MOJOKERTO, Beritalima.com – World Trade Report 2024 menyebutkan bahwa Indonesia menempati tingkat kedua dari 193 negara dengan risiko bencana tertinggi di dunia. Kondisi ini terkait erat dari karakteristik geografis dan biologis yang menjadikannya rentan terhadap bencana.
Selain itu, faktor kerentanan sosial, ekonomi, dan lingkungan, serta kapasitas dalam penanggulangan bencana turut berperan dalam meningkatkan risiko bencana di Indonesia.
Apalagi perubahan iklim global semakin meningkat dari tahun ke tahun, termasuk di Indonesia. Data Badan Meteorologi, Klimatologi, dan Geofisika (BMKG) Indonesia menunjukkan suhu rata-rata tahunan Nasional pada 2024 adalah 27,521 derajat Celcius. Rekor tertinggi sepanjang pengamatan iklim Indonesia.
Anomali suhu tertinggi global pun mengalami kenaikan pada 2024 yaitu 1,55 derajat Celsius. Suhu ini melebihi angka yang sudah ditetapkan pada Perjanjian Paris di mana para ahli tim menyepakati agar menahan laju anomali suhu di bawah 1,5 derajat Celcius.
Sementara itu, tinggi muka air laut (TML) di Indonesia juga naik rata-rata 4,3 mm/tahun. Laju kenaikan lebih tinggi di beberapa wilayah timur Indonesia seperti perairan Maluku dan Papua.
“Dunia memasuki zona risiko tinggi perubahan iklim global,” ujar Marjuki MSi, Direktur Layanan Informasi Iklim Terapan Kedeputian Bidang Klimatologi BMKG di Pendopo Rumah Rakyat Kota Mojokerto beberapa waktu lalu saat peringatan Bulan Pengurangan Risiko Bencana 2025.
Kondisi ini berdampak besar pada kehidupan manusia, ekosistem, dan ketahanan di tingkat lokal, terutama di negara berkembang. Dinamika cuaca dan iklim seperti bertambahnya frekuensi dan tingkat kekeringan, siklon tropis, hingga krisis air dan ketahanan pangan tak bisa dihindari lagi.

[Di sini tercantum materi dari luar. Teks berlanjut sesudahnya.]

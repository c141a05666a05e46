// Game settings: code-level defaults, overridable from the environment

use std::path::PathBuf;

use crate::game::characters::MovementMode;
use crate::game::persistence::MAX_SLOT;

/// Problems with environment overrides
#[derive(Debug, thiserror::Error)]
pub enum SettingsError {
    #[error("{key} must be a number, got {value:?}")]
    NotANumber { key: &'static str, value: String },

    #[error("save slot {0} out of range (0 disables saving, 1 to 4 are valid)")]
    SlotOutOfRange(u32),

    #[error("{key} must be true or false, got {value:?}")]
    NotABool { key: &'static str, value: String },
}

/// Everything the demo binary needs to start a session
#[derive(Debug, Clone, PartialEq, Eq)]
pub struct GameSettings {
    pub save_dir: PathBuf,
    pub asset_dir: PathBuf,
    /// Active save slot, 0 disables saving and loading
    pub slot: u32,
    pub movement: MovementMode,
    /// In pointer mode, a click on open ground walks instead of using a power
    pub restrict_power_use: bool,
    /// Fixed seed for combat and cosmetic rolls
    pub seed: Option<u64>,
}

impl Default for GameSettings {
    fn default() -> Self {
        Self {
            save_dir: PathBuf::from("saves"),
            asset_dir: PathBuf::from("assets"),
            slot: 1,
            movement: MovementMode::Keys,
            restrict_power_use: true,
            seed: None,
        }
    }
}

impl GameSettings {
    /// Defaults with `HERO_*` environment overrides applied
    pub fn from_env() -> Result<Self, SettingsError> {
        Self::from_lookup(|key| std::env::var(key).ok())
    }

    /// Defaults with overrides from `lookup`
    pub fn from_lookup<F>(lookup: F) -> Result<Self, SettingsError>
    where
        F: Fn(&str) -> Option<String>,
    {
        let mut settings = Self::default();

        if let Some(dir) = lookup("HERO_SAVE_DIR") {
            settings.save_dir = PathBuf::from(dir);
        }
        if let Some(dir) = lookup("HERO_ASSET_DIR") {
            settings.asset_dir = PathBuf::from(dir);
        }
        if let Some(value) = lookup("HERO_SLOT") {
            let slot = parse_number("HERO_SLOT", &value)?;
            if slot > MAX_SLOT {
                return Err(SettingsError::SlotOutOfRange(slot));
            }
            settings.slot = slot;
        }
        if let Some(value) = lookup("HERO_MOUSE_MOVE") {
            settings.movement = if parse_bool("HERO_MOUSE_MOVE", &value)? {
                MovementMode::Pointer
            } else {
                MovementMode::Keys
            };
        }
        if let Some(value) = lookup("HERO_SEED") {
            settings.seed = Some(parse_number("HERO_SEED", &value)?);
        }

        Ok(settings)
    }
}

fn parse_number<T: std::str::FromStr>(key: &'static str, value: &str) -> Result<T, SettingsError> {
    value
        .trim()
        .parse()
        .map_err(|_| SettingsError::NotANumber {
            key,
            value: value.to_string(),
        })
}

fn parse_bool(key: &'static str, value: &str) -> Result<bool, SettingsError> {
    match value.trim() {
        "1" | "true" | "yes" => Ok(true),
        "0" | "false" | "no" => Ok(false),
        _ => Err(SettingsError::NotABool {
            key,
            value: value.to_string(),
        }),
    }
}

#[cfg(test)]
mod tests {
    use super::*;
    use std::collections::HashMap;

    fn lookup(vars: &[(&str, &str)]) -> impl Fn(&str) -> Option<String> {
        let vars: HashMap<String, String> = vars
            .iter()
            .map(|(k, v)| (k.to_string(), v.to_string()))
            .collect();
        move |key| vars.get(key).cloned()
    }

    #[test]
    fn test_defaults_without_overrides() {
        let settings = GameSettings::from_lookup(lookup(&[])).unwrap();
        assert_eq!(settings, GameSettings::default());
        assert_eq!(settings.movement, MovementMode::Keys);
    }

    #[test]
    fn test_overrides() {
        let settings = GameSettings::from_lookup(lookup(&[
            ("HERO_SAVE_DIR", "/tmp/hero"),
            ("HERO_SLOT", "3"),
            ("HERO_MOUSE_MOVE", "true"),
            ("HERO_SEED", " 42 "),
        ]))
        .unwrap();

        assert_eq!(settings.save_dir, PathBuf::from("/tmp/hero"));
        assert_eq!(settings.slot, 3);
        assert_eq!(settings.movement, MovementMode::Pointer);
        assert_eq!(settings.seed, Some(42));
    }

    #[test]
    fn test_slot_zero_disables() {
        let settings = GameSettings::from_lookup(lookup(&[("HERO_SLOT", "0")])).unwrap();
        assert_eq!(settings.slot, 0);
    }

    #[test]
    fn test_bad_values() {
        assert!(matches!(
            GameSettings::from_lookup(lookup(&[("HERO_SLOT", "9")])),
            Err(SettingsError::SlotOutOfRange(9))
        ));
        assert!(matches!(
            GameSettings::from_lookup(lookup(&[("HERO_SEED", "abc")])),
            Err(SettingsError::NotANumber { key: "HERO_SEED", .. })
        ));
        assert!(matches!(
            GameSettings::from_lookup(lookup(&[("HERO_MOUSE_MOVE", "maybe")])),
            Err(SettingsError::NotABool { .. })
        ));
    }
}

Untuk itu, semua pihak di negara ini perlu memperkuat kerja sama dengan tujuan membangun pemahaman dan ketangguhan bangsa dari tingkat paling dasar yaitu desa. Langkah ini sekaligus meminimalkan kerugian yang ditimbulkan oleh bencana dan hambatan dalam upaya membangun Indonesia.
Destana dan PKD
Badan Penanggulangan Bencana Nasional (BNPB) menginisiasi Program Desa Tangguh Bencana (Destana) yang dijalankan sejak 2012. Program ini didasarkan pada Undang-Undang Nomor 24 Tahun 2007 tentang Penanggulangan Bencana yang mengamanatkan untuk melindungi masyarakat dari ancaman bencana.
Untuk mendukung pelaksanaan di tingkat daerah, Destana dijalankan oleh Badan Penanggulangan Bencana Daerah (BPBD). BNPB juga bersinergi dengan kementerian dan lembaga serta pemerintahan daerah.
Tujuan Destana adalah memberdayakan masyarakat desa agar mandiri, adaptif, dan mampu memulihkan diri dari ancaman dan dampak bencana serta perubahan iklim. Melalui pendekatan holistik, partisipasi aktif masyarakat dilibatkan dalam mengidentifikasi risiko, menyusun rencana aksi, meningkatkan kapasitas, serta melakukan mitigasi dan adaptasi.
Pemetaan untuk memperkuat kapasitas desa dilakukan oleh Kementerian Desa dan Pembangunan Daerah Tertinggal (KemendesPDT) melalui program Indeks Desa (ID) selama Maret hingga Juni 2025. ID berpatokan pada enam dimensi yaitu layanan dasar, aksesibilitas, sosial, ekonomi, lingkungan, dan tata kelola pemerintah.
Jika dikaitkan dengan program Penilaian Ketangguhan Desa (PKD) dalam Destana oleh BNPB, dimensi yang banyak dipakai adalah lingkungan dan isu desa dan perdesaan. Hasil pemetaan bersama diperoleh 75.261 desa di seluruh Indonesia, terdiri dari 6.533 Desa Tangguh Utama, 19.280 Desa Tangguh Madya, dan 49.448 Desa Tangguh Pratama.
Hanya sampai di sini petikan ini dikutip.